We wandered to the historic district by the waterfront where we found an awesome pineapple fountain to serve as the background to our photos, and also got a glimpse of the Ravenal Bridge (side note–our goal in Charleston was to find/make out with/get knocked up by T-Rav, but alas no luck. Next trip…)
The historic district of Charleston is quaintly beautiful, with southern style mansions and an aptly named Rainbow Row. Plus, there are plenty of pink houses for my choosing. I kept wondering why everything was so crooked, and then found out that a massive earthquake hit Charleston in 1886. Who knew (besides all the people in Charleston obviously)?
I’m not sure if the tour guide was intentionally hilarious, or if we were tipsy from the cocktails consumed prior to the tour, but we loved this woman. She told us all about the brothels and whorehouses, and prostitutes who would say sexy things like “This leg is Thanksgiving, this leg is Christmas, why don’t you come visit between the holidays?” in her sweet, soft Southern drawl.
Our favorite part was when she showed us an old famous brothel that’s now named Balzac (read: ball sack) Bros and never smells like coffee. Below is a picture of two whore ghosts still working the strip.
The tour was funny and informative; Charleston, while called the holy city, was truly a den of sin back in the day. The last stop of the tour was in front of a post office where the tour guide pointed out that the post office employees have placed a creepy mannequin in the window to spite the tour guide. I’m wondering if the tour guide did it to have a good end to her tour…
The next day we got breakfast at Hot Little Biscuit and seriously considered staying an extra day to get more food.
I bought a choker and the guy basically made me sign a contract to treat it right. We browsed to boutiques and bookshops along King Street and hunted for celebrities at brunch. Stasi from Vanderpump Rules was in town, and I regret to inform you I did not see her, nor did I see any of the Southern Charm cast, which really was the point of the trip. Next time…next time…

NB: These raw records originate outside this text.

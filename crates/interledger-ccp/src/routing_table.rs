use std::collections::HashMap;
use std::fmt;

use interledger_packet::{Address, AddressPrefix};
use interledger_router::RouteResolver;
use interledger_service::AccountId;
use parking_lot::RwLock;
use ring::{digest, hmac};
use tracing::{debug, trace};
use uuid::Uuid;

/// Identifies one incarnation of a routing table. A new id is generated
/// whenever the table is reset, telling peers to resync from epoch 0.
#[derive(Clone, Copy, PartialEq, Eq, Hash)]
pub struct RoutingTableId(Uuid);

impl RoutingTableId {
    pub fn random() -> Self {
        RoutingTableId(Uuid::new_v4())
    }

    pub const fn from_bytes(bytes: [u8; 16]) -> Self {
        RoutingTableId(Uuid::from_bytes(bytes))
    }

    pub fn as_bytes(&self) -> &[u8; 16] {
        self.0.as_bytes()
    }
}

impl fmt::Display for RoutingTableId {
    fn fmt(&self, f: &mut fmt::Formatter) -> fmt::Result {
        write!(f, "{}", self.0)
    }
}

impl fmt::Debug for RoutingTableId {
    fn fmt(&self, f: &mut fmt::Formatter) -> fmt::Result {
        write!(f, "RoutingTableId({})", self)
    }
}

/// An entry in the forwarding table.
#[derive(Clone, Debug, PartialEq, Eq)]
pub struct Route {
    pub prefix: AddressPrefix,
    pub next_hop_account_id: AccountId,
    /// Opaque tag proving where the route came from.
    pub auth: [u8; 32],
    /// Connectors the route was announced through, nearest last.
    pub path: Vec<Address>,
}

impl Route {
    /// A route to one of this node's own accounts. The auth tag is an HMAC of
    /// the prefix under the node's routing secret.
    pub fn local(prefix: AddressPrefix, next_hop_account_id: AccountId, secret: &hmac::Key) -> Self {
        let tag = hmac::sign(secret, prefix.as_str().as_bytes());
        let mut auth = [0; 32];
        auth.copy_from_slice(tag.as_ref());
        Route {
            prefix,
            next_hop_account_id,
            auth,
            path: Vec::new(),
        }
    }

    /// The auth tag to use when re-announcing a route learned from a peer.
    pub fn rehash_auth(auth: &[u8; 32]) -> [u8; 32] {
        let mut rehashed = [0; 32];
        rehashed.copy_from_slice(digest::digest(&digest::SHA256, auth).as_ref());
        rehashed
    }
}

/// One entry of the epoch log: the route that became active for `prefix` at
/// `epoch`, or `None` if the prefix was withdrawn.
#[derive(Clone, Debug, PartialEq, Eq)]
pub struct RouteUpdate {
    pub epoch: u32,
    pub prefix: AddressPrefix,
    pub route: Option<Route>,
}

struct TableState {
    id: RoutingTableId,
    routes: HashMap<AddressPrefix, Route>,
    log: Vec<RouteUpdate>,
}

impl TableState {
    fn new() -> Self {
        TableState {
            id: RoutingTableId::random(),
            routes: HashMap::new(),
            log: Vec::new(),
        }
    }

    fn current_epoch(&self) -> u32 {
        self.log.len() as u32
    }

    fn append(&mut self, prefix: AddressPrefix, route: Option<Route>) {
        let epoch = self.current_epoch();
        trace!("Routing table {} epoch {}: {} -> {:?}", self.id, epoch, prefix, route);
        self.log.push(RouteUpdate {
            epoch,
            prefix,
            route,
        });
    }
}

/// # Forwarding Routing Table
///
/// The node's routes keyed by prefix, plus an append-only log of every
/// change. Each change consumes one epoch: the update recorded at epoch `n`
/// is the `n`th change since the table was created or last reset, and
/// [`current_epoch`](ForwardingRoutingTable::current_epoch) is the number of
/// changes so far.
///
/// Route changes and their log entries are written under one lock, so no
/// reader sees one without the other.
pub struct ForwardingRoutingTable {
    state: RwLock<TableState>,
}

impl Default for ForwardingRoutingTable {
    fn default() -> Self {
        ForwardingRoutingTable::new()
    }
}

impl ForwardingRoutingTable {
    pub fn new() -> Self {
        ForwardingRoutingTable {
            state: RwLock::new(TableState::new()),
        }
    }

    pub fn routing_table_id(&self) -> RoutingTableId {
        self.state.read().id
    }

    pub fn current_epoch(&self) -> u32 {
        self.state.read().current_epoch()
    }

    /// Log entries with epochs in `[from_epoch, from_epoch + max_count)`.
    /// May return fewer than `max_count` entries.
    pub fn partial_route_log(&self, from_epoch: u32, max_count: u32) -> Vec<RouteUpdate> {
        let state = self.state.read();
        let start = (from_epoch as usize).min(state.log.len());
        let end = start
            .saturating_add(max_count as usize)
            .min(state.log.len());
        state.log[start..end].to_vec()
    }

    /// Adds or replaces the route for `route.prefix`. Returns false, and uses
    /// no epoch, if the identical route is already present.
    pub fn set_route(&self, route: Route) -> bool {
        let mut state = self.state.write();
        if state.routes.get(&route.prefix) == Some(&route) {
            return false;
        }
        debug!(
            "Setting route for {} via {}",
            route.prefix, route.next_hop_account_id
        );
        state.routes.insert(route.prefix.clone(), route.clone());
        state.append(route.prefix.clone(), Some(route));
        true
    }

    /// Removes the route for `prefix`, recording the withdrawal.
    pub fn withdraw_route(&self, prefix: &AddressPrefix) -> Option<Route> {
        let mut state = self.state.write();
        let removed = state.routes.remove(prefix)?;
        debug!("Withdrawing route for {}", prefix);
        state.append(prefix.clone(), None);
        Some(removed)
    }

    /// Withdraws every route whose next hop is `account_id`.
    pub fn withdraw_routes_via(&self, account_id: &AccountId) -> Vec<AddressPrefix> {
        let mut state = self.state.write();
        let mut prefixes: Vec<AddressPrefix> = state
            .routes
            .values()
            .filter(|route| &route.next_hop_account_id == account_id)
            .map(|route| route.prefix.clone())
            .collect();
        prefixes.sort();
        for prefix in prefixes.iter() {
            state.routes.remove(prefix);
            state.append(prefix.clone(), None);
        }
        prefixes
    }

    /// Drops every route and the log, and starts over under a new id.
    pub fn reset(&self) {
        let mut state = self.state.write();
        *state = TableState::new();
        debug!("Routing table reset, new id {}", state.id);
    }

    pub fn get_route(&self, prefix: &AddressPrefix) -> Option<Route> {
        self.state.read().routes.get(prefix).cloned()
    }

    pub fn routes(&self) -> Vec<Route> {
        let mut routes: Vec<Route> = self.state.read().routes.values().cloned().collect();
        routes.sort_by(|a, b| a.prefix.cmp(&b.prefix));
        routes
    }

    /// The route with the longest prefix matching `destination`.
    pub fn best_route(&self, destination: &Address) -> Option<Route> {
        self.state
            .read()
            .routes
            .values()
            .filter(|route| route.prefix.matches(destination))
            .max_by_key(|route| route.prefix.depth())
            .cloned()
    }
}

impl RouteResolver for ForwardingRoutingTable {
    fn resolve(&self, destination: &Address) -> Option<AccountId> {
        self.best_route(destination)
            .map(|route| route.next_hop_account_id)
    }
}

#[cfg(test)]
mod tests {
    use super::*;
    use crate::test_helpers::route;

    #[test]
    fn each_change_uses_one_epoch() {
        let table = ForwardingRoutingTable::new();
        assert_eq!(table.current_epoch(), 0);

        assert!(table.set_route(route("example.a", "alice")));
        assert!(table.set_route(route("example.b", "bob")));
        assert!(!table.set_route(route("example.b", "bob")));
        assert!(table.withdraw_route(&AddressPrefix::new("example.a")).is_some());
        assert!(table.withdraw_route(&AddressPrefix::new("example.a")).is_none());

        assert_eq!(table.current_epoch(), 3);
        let log = table.partial_route_log(0, 10);
        assert_eq!(log.len(), 3);
        assert_eq!(
            log.iter().map(|update| update.epoch).collect::<Vec<_>>(),
            vec![0, 1, 2]
        );
        assert_eq!(log[2].prefix, AddressPrefix::new("example.a"));
        assert!(log[2].route.is_none());
    }

    #[test]
    fn partial_log_is_bounded_by_what_exists() {
        let table = ForwardingRoutingTable::new();
        for (i, prefix) in ["example.a", "example.b", "example.c", "example.d", "example.e"]
            .iter()
            .enumerate()
        {
            let prefix: AddressPrefix = prefix.parse().unwrap();
            table.set_route(Route {
                prefix,
                next_hop_account_id: AccountId::new("alice"),
                auth: [i as u8; 32],
                path: Vec::new(),
            });
        }

        for &(from, max) in &[(0, 2), (0, 50), (3, 50), (4, 1), (5, 10), (9, 3)] {
            let log = table.partial_route_log(from, max);
            let expected = std::cmp::min(max, table.current_epoch().saturating_sub(from));
            assert_eq!(log.len() as u32, expected, "from={} max={}", from, max);
            if let Some(first) = log.first() {
                assert_eq!(first.epoch, from);
            }
        }
        // Restartable: reading twice gives the same entries
        assert_eq!(table.partial_route_log(1, 3), table.partial_route_log(1, 3));
    }

    #[test]
    fn resolves_longest_prefix() {
        let table = ForwardingRoutingTable::new();
        table.set_route(route("example.a", "one"));
        table.set_route(route("example.a.b.c", "two"));
        table.set_route(route("example.a.b", "three"));

        assert_eq!(table.resolve(&Address::new("example.a")), Some(AccountId::new("one")));
        assert_eq!(table.resolve(&Address::new("example.a.b.c")), Some(AccountId::new("two")));
        assert_eq!(
            table.resolve(&Address::new("example.a.b.c.d.e")),
            Some(AccountId::new("two"))
        );
        assert_eq!(table.resolve(&Address::new("example.a.bb")), Some(AccountId::new("one")));
        assert!(table.resolve(&Address::new("example.other")).is_none());
    }

    #[test]
    fn reset_changes_the_id() {
        let table = ForwardingRoutingTable::new();
        let id = table.routing_table_id();
        table.set_route(route("example.a", "alice"));
        table.reset();
        assert_ne!(table.routing_table_id(), id);
        assert_eq!(table.current_epoch(), 0);
        assert!(table.routes().is_empty());
    }

    #[test]
    fn withdraws_everything_via_an_account() {
        let table = ForwardingRoutingTable::new();
        table.set_route(route("example.a", "alice"));
        table.set_route(route("example.b", "bob"));
        table.set_route(route("example.c", "alice"));

        let withdrawn = table.withdraw_routes_via(&AccountId::new("alice"));
        assert_eq!(
            withdrawn,
            vec![AddressPrefix::new("example.a"), AddressPrefix::new("example.c")]
        );
        assert_eq!(table.current_epoch(), 5);
        assert_eq!(table.routes().len(), 1);
    }

    #[test]
    fn local_routes_are_authenticated_per_prefix() {
        let key = hmac::Key::new(hmac::HMAC_SHA256, b"routing secret");
        let a = Route::local(AddressPrefix::new("example.a"), AccountId::new("alice"), &key);
        let b = Route::local(AddressPrefix::new("example.b"), AccountId::new("alice"), &key);
        assert_ne!(a.auth, b.auth);
        assert!(a.path.is_empty());
        assert_ne!(Route::rehash_auth(&a.auth), a.auth);
    }
}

Another thing I should note about Charleston are the uber-friendly Uber drivers. They all wanted to have conversations, pick up our luggage, give us lollipops or gum, or tell us fun facts about the city. We of course were like uhhhh why are you talking to us? Sue us, we’re Yankees. Also, at the Charleston airport, the security guards pretend to ask you friendly questions while really investigating how much of a terrorist you are. Craig nearly got us on a no fly list because he didn’t understand the guy asking him if anyone put anything in his bag…
Guy: Sir, is that the bag you typically fly with?
Craig: Hahahah nope!
Guy (more suspicious): Sir did anyone ask you to carry things in your bag?
Craig: Hahahah I’m not sure maybe!
Guy (even more suspicious): Sir…did someone put something in your bag?
Me (in my head): Omg craig shut up!
Craig (finally): No.
Guy (to me): Ma’am is that the bag you usually fly with?
Guy (rolling his eyes at craig): Thank you [for having a brain]
Needless to say, thanks to me, we got home safely.